Write out, unaltered, each line from the top of the records below down to the line where "the root result;" appears, that line included.

'''

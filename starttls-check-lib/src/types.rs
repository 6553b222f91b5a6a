//! Core data types flowing through a scan.
//!
//! This module defines the per-domain work product handed from the check
//! function to result handlers, and the runtime configuration of a batch.

use crate::result::CheckResult;
use crate::ScanError;
use serde::{Deserialize, Serialize};
use std::collections::BTreeMap;
use std::fmt;
use std::str::FromStr;
use std::time::Duration;

/// Everything a check function found out about one domain.
///
/// Pipeline and aggregator only look at `domain`, the number of
/// `hostname_results` and `mta_sts_result.mode`; the rest belongs to
/// whichever check function produced it.
#[derive(Debug, Clone, PartialEq, Serialize, Deserialize)]
pub struct DomainResult {
    /// The domain name that was checked (e.g., "example.com")
    pub domain: String,

    /// Root of the domain's check tree
    pub result: CheckResult,

    /// One check tree per mail exchanger. Empty when the domain has no MX
    /// hosts, i.e. it is not an email domain.
    #[serde(default, skip_serializing_if = "BTreeMap::is_empty")]
    pub hostname_results: BTreeMap<String, CheckResult>,

    /// Outcome of the MTA-STS policy lookup, if one was attempted
    #[serde(default, skip_serializing_if = "Option::is_none")]
    pub mta_sts_result: Option<MtaStsResult>,
}

impl DomainResult {
    /// Create an empty result whose root check is named after the domain.
    pub fn new<D: Into<String>>(domain: D) -> Self {
        let domain = domain.into();
        Self {
            result: CheckResult::new(domain.clone()),
            domain,
            hostname_results: BTreeMap::new(),
            mta_sts_result: None,
        }
    }

    /// Record the checks for one mail exchanger. Only its status is folded
    /// into the root result; the tree itself lives in `hostname_results`.
    pub fn add_hostname_result(&mut self, hostname: CheckResult) -> &mut Self {
        self.result.status = self.result.status.combine(hostname.status);
        self.hostname_results.insert(hostname.name.clone(), hostname);
        self
    }

    /// Attach the MTA-STS outcome and fold its status into the root result.
    pub fn set_mta_sts_result(&mut self, mta_sts: MtaStsResult) -> &mut Self {
        self.result.add_check(mta_sts.result.clone());
        self.mta_sts_result = Some(mta_sts);
        self
    }

    /// Whether any mail exchanger was found for the domain.
    pub fn has_mail_hosts(&self) -> bool {
        !self.hostname_results.is_empty()
    }
}

/// Deployment stage of a domain's MTA-STS policy.
#[derive(Debug, Clone, PartialEq, Eq, Hash, Default, Serialize, Deserialize)]
#[serde(rename_all = "lowercase")]
pub enum MtaStsMode {
    Enforce,
    Testing,
    None,
    /// Missing policy or a mode value that is not recognised
    #[default]
    #[serde(other)]
    Unknown,
}

impl MtaStsMode {
    pub fn as_str(&self) -> &'static str {
        match self {
            MtaStsMode::Enforce => "enforce",
            MtaStsMode::Testing => "testing",
            MtaStsMode::None => "none",
            MtaStsMode::Unknown => "",
        }
    }
}

impl From<&str> for MtaStsMode {
    fn from(value: &str) -> Self {
        match value.trim() {
            "enforce" => MtaStsMode::Enforce,
            "testing" => MtaStsMode::Testing,
            "none" => MtaStsMode::None,
            _ => MtaStsMode::Unknown,
        }
    }
}

impl fmt::Display for MtaStsMode {
    fn fmt(&self, f: &mut fmt::Formatter<'_>) -> fmt::Result {
        f.write_str(self.as_str())
    }
}

/// Outcome of the MTA-STS lookup for a domain.
#[derive(Debug, Clone, PartialEq, Serialize, Deserialize)]
pub struct MtaStsResult {
    /// The `mta-sts` check tree
    pub result: CheckResult,

    /// Policy mode as published
    #[serde(default)]
    pub mode: MtaStsMode,

    /// MX patterns listed in the policy
    #[serde(default, skip_serializing_if = "Vec::is_empty")]
    pub mxs: Vec<String>,

    /// Raw policy file body
    #[serde(default, skip_serializing_if = "Option::is_none")]
    pub policy: Option<String>,
}

impl MtaStsResult {
    pub fn new(result: CheckResult, mode: MtaStsMode) -> Self {
        Self {
            result,
            mode,
            mxs: Vec::new(),
            policy: None,
        }
    }
}

/// Label identifying where an aggregated scan's domains came from.
#[derive(Debug, Clone, Copy, PartialEq, Eq, Hash, Default, Serialize, Deserialize)]
#[serde(rename_all = "SCREAMING_SNAKE_CASE")]
pub enum ScanSource {
    /// Bulk scan of a top-domains list
    #[default]
    TopDomains,
    /// Domains submitted by users of a front end
    Local,
}

impl ScanSource {
    pub fn as_str(self) -> &'static str {
        match self {
            ScanSource::TopDomains => "TOP_DOMAINS",
            ScanSource::Local => "LOCAL",
        }
    }
}

impl fmt::Display for ScanSource {
    fn fmt(&self, f: &mut fmt::Formatter<'_>) -> fmt::Result {
        f.write_str(self.as_str())
    }
}

impl FromStr for ScanSource {
    type Err = ScanError;

    fn from_str(s: &str) -> Result<Self, Self::Err> {
        match s.trim().to_ascii_lowercase().replace('_', "-").as_str() {
            "top-domains" => Ok(ScanSource::TopDomains),
            "local" => Ok(ScanSource::Local),
            other => Err(ScanError::config(format!(
                "Unknown scan source '{}', expected 'top-domains' or 'local'",
                other
            ))),
        }
    }
}

/// Worker pool size used when none (or an invalid one) is configured.
pub const DEFAULT_POOL_SIZE: usize = 16;

/// Largest accepted pool size; larger requests are clamped to it.
pub const MAX_POOL_SIZE: usize = 4096;

/// Number of parallel workers in a batch run. Always in
/// `1..=MAX_POOL_SIZE`.
#[derive(Debug, Clone, Copy, PartialEq, Eq, Serialize, Deserialize)]
#[serde(from = "usize", into = "usize")]
pub struct PoolSize(usize);

impl PoolSize {
    /// Use `size` if it is positive, otherwise the default.
    pub fn new(size: usize) -> Self {
        match size {
            0 => Self(DEFAULT_POOL_SIZE),
            size if size > MAX_POOL_SIZE => {
                tracing::debug!(
                    "pool size {} exceeds the maximum, using {}",
                    size,
                    MAX_POOL_SIZE
                );
                Self(MAX_POOL_SIZE)
            }
            size => Self(size),
        }
    }

    /// Resolve a textual setting (environment variable, flag). Missing,
    /// unparsable and non-positive values fall back to the default.
    pub fn resolve(raw: Option<&str>) -> Self {
        match raw.map(|value| value.trim().parse::<i64>()) {
            Some(Ok(size)) if size > 0 => Self::new(usize::try_from(size).unwrap_or(MAX_POOL_SIZE)),
            Some(_) => {
                tracing::debug!(
                    "ignoring invalid pool size {:?}, using {}",
                    raw,
                    DEFAULT_POOL_SIZE
                );
                Self(DEFAULT_POOL_SIZE)
            }
            None => Self(DEFAULT_POOL_SIZE),
        }
    }

    pub fn get(self) -> usize {
        self.0
    }
}

impl Default for PoolSize {
    fn default() -> Self {
        Self(DEFAULT_POOL_SIZE)
    }
}

impl From<usize> for PoolSize {
    fn from(size: usize) -> Self {
        Self::new(size)
    }
}

impl From<PoolSize> for usize {
    fn from(size: PoolSize) -> Self {
        size.0
    }
}

/// Resolved configuration for one batch run.
#[derive(Debug, Clone, Serialize, Deserialize)]
pub struct ScanConfig {
    /// Number of parallel workers
    pub pool_size: PoolSize,

    /// Zero-based CSV column holding the domain
    pub column: usize,

    /// Whether the first CSV row is a header row
    pub has_headers: bool,

    /// Label recorded on the aggregated scan
    pub source: ScanSource,

    /// Timeout for each network operation of the built-in check
    /// Default: 10 seconds
    #[serde(skip)]
    pub timeout: Duration,
}

impl Default for ScanConfig {
    fn default() -> Self {
        Self {
            pool_size: PoolSize::default(),
            column: 0,
            has_headers: false,
            source: ScanSource::TopDomains,
            timeout: Duration::from_secs(10),
        }
    }
}

impl ScanConfig {
    pub fn with_pool_size<P: Into<PoolSize>>(mut self, pool_size: P) -> Self {
        self.pool_size = pool_size.into();
        self
    }

    pub fn with_column(mut self, column: usize) -> Self {
        self.column = column;
        self
    }

    pub fn with_headers(mut self, has_headers: bool) -> Self {
        self.has_headers = has_headers;
        self
    }

    pub fn with_source(mut self, source: ScanSource) -> Self {
        self.source = source;
        self
    }

    pub fn with_timeout(mut self, timeout: Duration) -> Self {
        self.timeout = timeout;
        self
    }
}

'''

● **ANSWER BOX**:
filename starttls-check-lib/src/types.rs
repository 6553b222f91b5a6a
//! Core data types flowing through a scan.
//!
//! This module defines the per-domain work product handed from the check
//! function to result handlers, and the runtime configuration of a batch.

use crate::result::CheckResult;
use crate::ScanError;
use serde::{Deserialize, Serialize};
use std::collections::BTreeMap;
use std::fmt;
use std::str::FromStr;
use std::time::Duration;

/// Everything a check function found out about one domain.
///
/// Pipeline and aggregator only look at `domain`, the number of
/// `hostname_results` and `mta_sts_result.mode`; the rest belongs to
/// whichever check function produced it.
#[derive(Debug, Clone, PartialEq, Serialize, Deserialize)]
pub struct DomainResult {
    /// The domain name that was checked (e.g., "example.com")
    pub domain: String,

    /// Root of the domain's check tree
    pub result: CheckResult,

    /// One check tree per mail exchanger. Empty when the domain has no MX
    /// hosts, i.e. it is not an email domain.
    #[serde(default, skip_serializing_if = "BTreeMap::is_empty")]
    pub hostname_results: BTreeMap<String, CheckResult>,

    /// Outcome of the MTA-STS policy lookup, if one was attempted
    #[serde(default, skip_serializing_if = "Option::is_none")]
    pub mta_sts_result: Option<MtaStsResult>,
}

impl DomainResult {
    /// Create an empty result whose root check is named after the domain.
    pub fn new<D: Into<String>>(domain: D) -> Self {
        let domain = domain.into();
        Self {
            result: CheckResult::new(domain.clone()),
            domain,
            hostname_results: BTreeMap::new(),
            mta_sts_result: None,
        }
    }

    /// Record the checks for one mail exchanger. Only its status is folded
    /// into the root result; the tree itself lives in `hostname_results`.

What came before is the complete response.